(Stored dataset items)
<<<<

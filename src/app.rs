// ============================================================================
// GRIDFE APP — eframe host wiring pointer input into the editing core
// ============================================================================

use eframe::egui;
use egui::{Color32, Pos2, Sense, Stroke, Vec2};

use crate::canvas::{Cell, CellBuffer, BUFFER_CELLS, CELL_PX, GRID, VIEWPORT_MAX, VIEWPORT_STEP};
use crate::cli::CliArgs;
use crate::components::colors::{cell_color, PALETTE, PALETTE_SIZE};
use crate::components::history::{EditHistory, EditTarget};
use crate::components::tools::{
    EditAction, EditContext, FrameInput, GridEditor, InputEvent, PointerButton, Tool,
};
use crate::render::{draw_frame, DrawBackend};

/// Screen pixels per core pixel. The core works at 8 px per cell; the host
/// scales that up for a usable window.
const ZOOM: f32 = 3.0;

/// Canvas widget edge in screen pixels.
const CANVAS_PX: f32 = (GRID * CELL_PX) as f32 * ZOOM;

/// Palette swatch edge in screen pixels.
const SWATCH_PX: f32 = 22.0;

/// Right-button travel below this is a click (eyedropper), not a pan.
const CLICK_SLOP_PX: f32 = 4.0;

const SCROLL_MAX: i32 = VIEWPORT_MAX / VIEWPORT_STEP;

// ---------------------------------------------------------------------------
//  Pointer snapshot — per-frame egui input distilled for the core
// ---------------------------------------------------------------------------

struct PointerSnapshot {
    primary_pressed: bool,
    primary_down: bool,
    primary_released: bool,
    secondary_pressed: bool,
    secondary_down: bool,
    secondary_released: bool,
    pos: Option<Pos2>,
    delta: Vec2,
    frame: FrameInput,
}

// ---------------------------------------------------------------------------
//  Application state
// ---------------------------------------------------------------------------

pub struct GridFEApp {
    editor: GridEditor,
    image: CellBuffer,
    tilemap: CellBuffer,
    history: EditHistory,
    tool: Tool,
    color: Cell,
    tilemap_mode: bool,

    // Pointer bookkeeping between frames.
    left_active: bool,
    right_active: bool,
    right_travel: f32,
    pan_accum: Vec2,
}

impl GridFEApp {
    pub fn new(cc: &eframe::CreationContext<'_>, args: &CliArgs) -> Self {
        cc.egui_ctx.set_visuals(egui::Visuals::dark());
        log::info!(
            "editing {} with {:?}",
            if args.tilemap { "tilemap 0" } else { "image bank 0" },
            args.initial_tool()
        );
        Self {
            editor: GridEditor::new(),
            image: CellBuffer::new(BUFFER_CELLS, BUFFER_CELLS),
            tilemap: CellBuffer::new(BUFFER_CELLS, BUFFER_CELLS),
            history: EditHistory::new(),
            tool: args.initial_tool(),
            color: args.initial_color(),
            tilemap_mode: args.tilemap,
            left_active: false,
            right_active: false,
            right_travel: 0.0,
            pan_accum: Vec2::ZERO,
        }
    }

    fn target(&self) -> EditTarget {
        if self.tilemap_mode {
            EditTarget::Tilemap(0)
        } else {
            EditTarget::Image(0)
        }
    }

    fn edit_context(&self) -> EditContext {
        EditContext {
            tool: self.tool,
            color: self.color,
            target: self.target(),
        }
    }

    fn active_buffer(&self) -> &CellBuffer {
        if self.tilemap_mode { &self.tilemap } else { &self.image }
    }

    /// Run one core step and apply whatever side effect it asks for.
    fn dispatch(&mut self, event: InputEvent) {
        let ectx = self.edit_context();
        let buffer = if self.tilemap_mode { &mut self.tilemap } else { &mut self.image };
        match self.editor.handle(event, &ectx, buffer) {
            Some(EditAction::Committed(record)) => {
                if let Err(e) = self.history.push(record) {
                    log::error!("edit could not be recorded: {}", e);
                }
            }
            Some(EditAction::ColorPicked(value)) => {
                log::debug!("eyedropper picked {}", value);
                self.color = value;
            }
            None => {}
        }
    }

    fn undo(&mut self) {
        if let Some(target) = self.history.undo_target() {
            let buffer = match target {
                EditTarget::Image(_) => &mut self.image,
                EditTarget::Tilemap(_) => &mut self.tilemap,
            };
            self.history.undo(buffer);
        }
    }

    fn redo(&mut self) {
        if let Some(target) = self.history.redo_target() {
            let buffer = match target {
                EditTarget::Image(_) => &mut self.image,
                EditTarget::Tilemap(_) => &mut self.tilemap,
            };
            self.history.redo(buffer);
        }
    }

    // ---- input ------------------------------------------------------------

    fn handle_shortcuts(&mut self, ctx: &egui::Context) {
        let (undo, redo) = ctx.input(|i| {
            (
                i.modifiers.command && i.key_pressed(egui::Key::Z),
                i.modifiers.command && i.key_pressed(egui::Key::Y),
            )
        });
        if undo {
            self.undo();
        }
        if redo {
            self.redo();
        }
    }

    /// Translate this frame's pointer state into core input events.
    fn pump_pointer(&mut self, ctx: &egui::Context, canvas: egui::Rect) {
        let input = ctx.input(|i| PointerSnapshot {
            primary_pressed: i.pointer.primary_pressed(),
            primary_down: i.pointer.primary_down(),
            primary_released: i.pointer.primary_released(),
            secondary_pressed: i.pointer.secondary_pressed(),
            secondary_down: i.pointer.secondary_down(),
            secondary_released: i.pointer.secondary_released(),
            pos: i.pointer.latest_pos(),
            delta: i.pointer.delta(),
            frame: FrameInput {
                guide_held: i.modifiers.shift,
                copy: i.modifiers.command && i.key_pressed(egui::Key::C),
                paste: i.modifiers.command && i.key_pressed(egui::Key::V),
            },
        });

        if let Some(pos) = input.pos {
            // Core coordinates: widget-local pixels at the core's own scale.
            let x = ((pos.x - canvas.min.x) / ZOOM).floor() as i32;
            let y = ((pos.y - canvas.min.y) / ZOOM).floor() as i32;

            if input.primary_pressed && canvas.contains(pos) {
                self.left_active = true;
                self.dispatch(InputEvent::PointerDown { button: PointerButton::Left, x, y });
            }
            if self.left_active && input.primary_down && input.delta != Vec2::ZERO {
                self.dispatch(InputEvent::PointerDrag {
                    button: PointerButton::Left,
                    x,
                    y,
                    dx: 0,
                    dy: 0,
                });
            }

            if input.secondary_pressed && canvas.contains(pos) {
                self.right_active = true;
                self.right_travel = 0.0;
                self.pan_accum = Vec2::ZERO;
            }
            if self.right_active && input.secondary_down && input.delta != Vec2::ZERO {
                self.right_travel += input.delta.length();
                // Panning works in whole core pixels; bank the fraction.
                self.pan_accum += input.delta / ZOOM;
                let dx = self.pan_accum.x.trunc() as i32;
                let dy = self.pan_accum.y.trunc() as i32;
                if dx != 0 || dy != 0 {
                    self.pan_accum -= Vec2::new(dx as f32, dy as f32);
                    self.dispatch(InputEvent::PointerDrag {
                        button: PointerButton::Right,
                        x,
                        y,
                        dx,
                        dy,
                    });
                }
            }
            if input.secondary_released && self.right_active {
                self.right_active = false;
                if self.right_travel < CLICK_SLOP_PX {
                    self.dispatch(InputEvent::PointerClick { button: PointerButton::Right, x, y });
                }
            }
        } else if input.secondary_released {
            self.right_active = false;
        }

        // Releases must reach the core even when the pointer left the
        // window, or a gesture would stay open forever.
        if input.primary_released && self.left_active {
            self.left_active = false;
            self.dispatch(InputEvent::PointerUp { button: PointerButton::Left, x: 0, y: 0 });
        }

        self.dispatch(InputEvent::Update(input.frame));
    }

    // ---- panels -----------------------------------------------------------

    fn toolbar(&mut self, ui: &mut egui::Ui) {
        ui.horizontal(|ui| {
            for &tool in Tool::all() {
                if ui.selectable_label(self.tool == tool, tool.label()).clicked()
                    && self.tool != tool
                {
                    self.tool = tool;
                    // The marquee does not survive a tool change.
                    self.editor.clear_selection();
                }
            }
            ui.separator();
            if ui
                .add_enabled(self.history.can_undo(), egui::Button::new("Undo"))
                .clicked()
            {
                self.undo();
            }
            if ui
                .add_enabled(self.history.can_redo(), egui::Button::new("Redo"))
                .clicked()
            {
                self.redo();
            }
        });
    }

    fn palette_strip(&mut self, ui: &mut egui::Ui) {
        ui.horizontal(|ui| {
            for i in 0..PALETTE_SIZE {
                let (rect, resp) = ui.allocate_exact_size(Vec2::splat(SWATCH_PX), Sense::click());
                ui.painter().rect_filled(rect, 2.0, PALETTE[i]);
                if self.color as usize == i {
                    ui.painter().rect_stroke(rect, 2.0, Stroke::new(2.0, Color32::WHITE));
                }
                if resp.clicked() {
                    self.color = i as Cell;
                }
            }
            if self.tilemap_mode {
                ui.separator();
                // Tile indices go past the swatch strip; allow direct entry.
                ui.add(egui::DragValue::new(&mut self.color).clamp_range(0..=1023).prefix("tile "));
            }
        });
    }

    fn status_line(&self, ui: &mut egui::Ui) {
        let (vx, vy) = self.editor.viewport().origin();
        ui.label(format!(
            "{} | {} | color {} | offset ({}, {}) | {} recorded edits",
            if self.tilemap_mode { "tilemap" } else { "image" },
            self.tool.label(),
            self.color,
            vx,
            vy,
            self.history.len(),
        ));
    }

    fn canvas_panel(&mut self, ctx: &egui::Context, ui: &mut egui::Ui) {
        ui.horizontal(|ui| {
            let (response, painter) =
                ui.allocate_painter(Vec2::splat(CANVAS_PX), Sense::click_and_drag());
            self.pump_pointer(ctx, response.rect);

            let mut backend = PainterBackend { painter: &painter, origin: response.rect.min };
            draw_frame(&self.editor, &self.edit_context(), self.active_buffer(), &mut backend);

            // Vertical scrollbar mirrors the offset; dragging it jumps.
            let mut sy = self.editor.viewport().scroll_y();
            if ui
                .add(egui::Slider::new(&mut sy, 0..=SCROLL_MAX).vertical().show_value(false))
                .changed()
            {
                self.editor.viewport_mut().set_scroll_y(sy);
            }
        });

        let mut sx = self.editor.viewport().scroll_x();
        if ui
            .add(egui::Slider::new(&mut sx, 0..=SCROLL_MAX).show_value(false))
            .changed()
        {
            self.editor.viewport_mut().set_scroll_x(sx);
        }
    }
}

impl eframe::App for GridFEApp {
    fn update(&mut self, ctx: &egui::Context, _frame: &mut eframe::Frame) {
        self.handle_shortcuts(ctx);

        egui::TopBottomPanel::top("toolbar").show(ctx, |ui| self.toolbar(ui));
        egui::TopBottomPanel::top("palette").show(ctx, |ui| self.palette_strip(ui));
        egui::TopBottomPanel::bottom("status").show(ctx, |ui| self.status_line(ui));
        egui::CentralPanel::default().show(ctx, |ui| self.canvas_panel(ctx, ui));
    }
}

// ---------------------------------------------------------------------------
//  Drawing backend over an egui painter
// ---------------------------------------------------------------------------

/// Implements the core's drawing primitives on the canvas painter, scaling
/// core pixels to screen pixels and mapping cell values through the palette.
struct PainterBackend<'a> {
    painter: &'a egui::Painter,
    origin: Pos2,
}

impl PainterBackend<'_> {
    fn at(&self, x: i32, y: i32) -> Pos2 {
        self.origin + Vec2::new(x as f32, y as f32) * ZOOM
    }
}

impl DrawBackend for PainterBackend<'_> {
    fn cell_block(&mut self, px: i32, py: i32, value: Cell) {
        let rect = egui::Rect::from_min_size(
            self.at(px, py),
            Vec2::splat(CELL_PX as f32 * ZOOM),
        );
        self.painter.rect_filled(rect, 0.0, cell_color(value));
    }

    fn ui_line(&mut self, x1: i32, y1: i32, x2: i32, y2: i32, color: Cell) {
        let offset = Vec2::splat(0.5 * ZOOM);
        self.painter.line_segment(
            [self.at(x1, y1) + offset, self.at(x2, y2) + offset],
            Stroke::new(ZOOM, cell_color(color)),
        );
    }

    fn ui_rect_outline(&mut self, x1: i32, y1: i32, x2: i32, y2: i32, color: Cell) {
        let rect = egui::Rect::from_min_max(self.at(x1, y1), self.at(x2 + 1, y2 + 1));
        self.painter.rect_stroke(rect, 0.0, Stroke::new(ZOOM, cell_color(color)));
    }
}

>>>>

- Task description: Once you find the line with "self.history.redo(buffer);" above, print it and every line after it up to and including the line with "if input.primary_pressed &&", exactly as written and nothing else.

- Solution:
            self.history.redo(buffer);
        }
    }

    // ---- input ------------------------------------------------------------

    fn handle_shortcuts(&mut self, ctx: &egui::Context) {
        let (undo, redo) = ctx.input(|i| {
            (
                i.modifiers.command && i.key_pressed(egui::Key::Z),
                i.modifiers.command && i.key_pressed(egui::Key::Y),
            )
        });
        if undo {
            self.undo();
        }
        if redo {
            self.redo();
        }
    }

    /// Translate this frame's pointer state into core input events.
    fn pump_pointer(&mut self, ctx: &egui::Context, canvas: egui::Rect) {
        let input = ctx.input(|i| PointerSnapshot {
            primary_pressed: i.pointer.primary_pressed(),
            primary_down: i.pointer.primary_down(),
            primary_released: i.pointer.primary_released(),
            secondary_pressed: i.pointer.secondary_pressed(),
            secondary_down: i.pointer.secondary_down(),
            secondary_released: i.pointer.secondary_released(),
            pos: i.pointer.latest_pos(),
            delta: i.pointer.delta(),
            frame: FrameInput {
                guide_held: i.modifiers.shift,
                copy: i.modifiers.command && i.key_pressed(egui::Key::C),
                paste: i.modifiers.command && i.key_pressed(egui::Key::V),
            },
        });

        if let Some(pos) = input.pos {
            // Core coordinates: widget-local pixels at the core's own scale.
            let x = ((pos.x - canvas.min.x) / ZOOM).floor() as i32;
            let y = ((pos.y - canvas.min.y) / ZOOM).floor() as i32;

            if input.primary_pressed && canvas.contains(pos) {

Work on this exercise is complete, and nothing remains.